Goal of the exercise – For the material below, count each line where the string "info" appears, then return the total alone.
:::::
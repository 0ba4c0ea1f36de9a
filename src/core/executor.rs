//! Periodic enumeration driver.
//!
//! The `Executor` owns the enabled enumerations, initialises them once,
//! then updates each of them every `collection_interval` seconds and hands
//! their snapshots to a [`Publisher`].

use std::{
    io::{self, Write},
    sync::{Arc, Mutex, MutexGuard, PoisonError},
};

use erased_serde::Serialize;
use tokio::time::{sleep, Duration, Instant};
use tracing::{debug, error, info, warn};

use super::enumerations::{enumeration::UpdateReport, registry::DynEnumeration, types::PalResult};
use crate::config::enumerations::EnumerationsConfig;

/// Destination for enumeration snapshots.
#[async_trait::async_trait]
pub trait Publisher: Send + Sync {
    async fn publish(
        &self,
        enumeration: &str,
        data: &(dyn Serialize + Send + Sync),
    ) -> Result<(), Box<dyn std::error::Error + Send + Sync>>;
}

/// Writes one JSON document per snapshot, newline separated.
pub struct JsonLinesPublisher<W> {
    writer: Mutex<W>,
}

impl<W: Write + Send> JsonLinesPublisher<W> {
    pub fn new(writer: W) -> Self {
        Self {
            writer: Mutex::new(writer),
        }
    }

    pub fn into_inner(self) -> W {
        self.writer.into_inner().unwrap_or_else(PoisonError::into_inner)
    }
}

/// Publishes to standard output.
pub type StdoutPublisher = JsonLinesPublisher<io::Stdout>;

impl Default for StdoutPublisher {
    fn default() -> Self {
        Self::new(io::stdout())
    }
}

#[async_trait::async_trait]
impl<W: Write + Send + 'static> Publisher for JsonLinesPublisher<W> {
    async fn publish(
        &self,
        _enumeration: &str,
        data: &(dyn Serialize + Send + Sync),
    ) -> Result<(), Box<dyn std::error::Error + Send + Sync>> {
        let line = serde_json::to_string(data)?;
        let mut writer = self.writer.lock().unwrap_or_else(PoisonError::into_inner);
        writeln!(writer, "{}", line)?;
        writer.flush()?;
        Ok(())
    }
}

/// One driven enumeration.
///
/// The enumeration stays owned here while an update runs on the blocking
/// pool, so cancelling a tick never loses it.
struct Slot {
    name: &'static str,
    enumeration: Arc<Mutex<Box<dyn DynEnumeration>>>,
}

impl Slot {
    fn new(enumeration: Box<dyn DynEnumeration>) -> Self {
        Self {
            name: enumeration.name(),
            enumeration: Arc::new(Mutex::new(enumeration)),
        }
    }

    /// Waits for any in-flight update. A poisoned lock is recovered.
    fn lock(&self) -> MutexGuard<'_, Box<dyn DynEnumeration>> {
        self.enumeration.lock().unwrap_or_else(PoisonError::into_inner)
    }
}

type Snapshot = Box<dyn Serialize + Send + Sync>;

/// Runs one update pass and captures the resulting state.
fn update_and_snapshot(
    shared: &Mutex<Box<dyn DynEnumeration>>,
) -> PalResult<(UpdateReport, Snapshot)> {
    let mut enumeration = shared.lock().unwrap_or_else(PoisonError::into_inner);
    let report = enumeration.update(true)?;
    let snapshot = enumeration.snapshot();
    Ok((report, snapshot))
}

/// Drives a set of enumerations through their lifecycle.
pub struct Executor {
    publisher: Arc<dyn Publisher>,
    interval: Duration,
    slots: Vec<Slot>,
}

impl Executor {
    pub fn new(
        publisher: Arc<dyn Publisher>,
        config: &EnumerationsConfig,
        enumerations: Vec<Box<dyn DynEnumeration>>,
    ) -> Self {
        Self {
            publisher,
            interval: Duration::from_secs(config.collection_interval),
            slots: enumerations.into_iter().map(Slot::new).collect(),
        }
    }

    /// Names of the enumerations still being driven.
    pub fn names(&self) -> Vec<&'static str> {
        self.slots.iter().map(|slot| slot.name).collect()
    }

    /// Initialises every enumeration. Those that fail are logged and dropped.
    ///
    /// Returns the number of enumerations left.
    pub fn init_all(&mut self) -> usize {
        self.slots.retain(|slot| {
            let mut enumeration = slot.lock();
            match enumeration.init() {
                Ok(()) => {
                    info!(
                        "Enumeration '{}' initialized ({} instances{})",
                        slot.name,
                        enumeration.len(),
                        if enumeration.has_total() { " + total" } else { "" }
                    );
                    true
                }
                Err(e) => {
                    error!("Enumeration '{}' failed to initialize: {}", slot.name, e);
                    false
                }
            }
        });
        self.slots.len()
    }

    /// Updates every enumeration and publishes the snapshots.
    ///
    /// Updates run on the blocking pool, one task per enumeration. An
    /// enumeration whose update fails fatally or panics is not published
    /// this round but stays registered.
    /// Returns the number of snapshots published.
    pub async fn tick(&mut self) -> usize {
        let tasks: Vec<_> = self
            .slots
            .iter()
            .map(|slot| {
                let shared = Arc::clone(&slot.enumeration);
                let task = tokio::task::spawn_blocking(move || update_and_snapshot(&shared));
                (slot.name, task)
            })
            .collect();

        let mut published = 0;
        for (name, task) in tasks {
            let result = match task.await {
                Ok(result) => result,
                Err(e) => {
                    error!("Enumeration '{}' panicked during update: {}", name, e);
                    continue;
                }
            };
            match result {
                Ok((report, snapshot)) => {
                    debug!(
                        "Updated '{}': +{} -{} refreshed {} skipped {} failed {}",
                        name,
                        report.added.len(),
                        report.removed.len(),
                        report.refreshed,
                        report.skipped.len(),
                        report.failed.len()
                    );
                    match self.publisher.publish(name, &*snapshot).await {
                        Ok(()) => published += 1,
                        Err(e) => error!("Publish failed for '{}': {}", name, e),
                    }
                }
                Err(e) => error!("Update of '{}' failed: {}", name, e),
            }
        }
        published
    }

    /// Runs `tick` every interval until the future is dropped.
    pub async fn run(&mut self) {
        if self.slots.is_empty() {
            warn!("No enumerations to drive");
        }
        info!(
            "Enumeration updates started (interval: {}s)",
            self.interval.as_secs()
        );

        loop {
            let start = Instant::now();
            self.tick().await;

            let elapsed = start.elapsed();
            if elapsed < self.interval {
                sleep(self.interval - elapsed).await;
            } else {
                warn!(
                    "Update pass took {:?}, longer than the {}s interval",
                    elapsed,
                    self.interval.as_secs()
                );
            }
        }
    }

    /// Cleans up every enumeration.
    ///
    /// Blocks until updates left running by a cancelled tick have finished.
    pub fn shutdown(&mut self) {
        for slot in &self.slots {
            slot.lock().clean_up();
            debug!("Enumeration '{}' cleaned up", slot.name);
        }
    }
}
:::::
Exercise answer – 3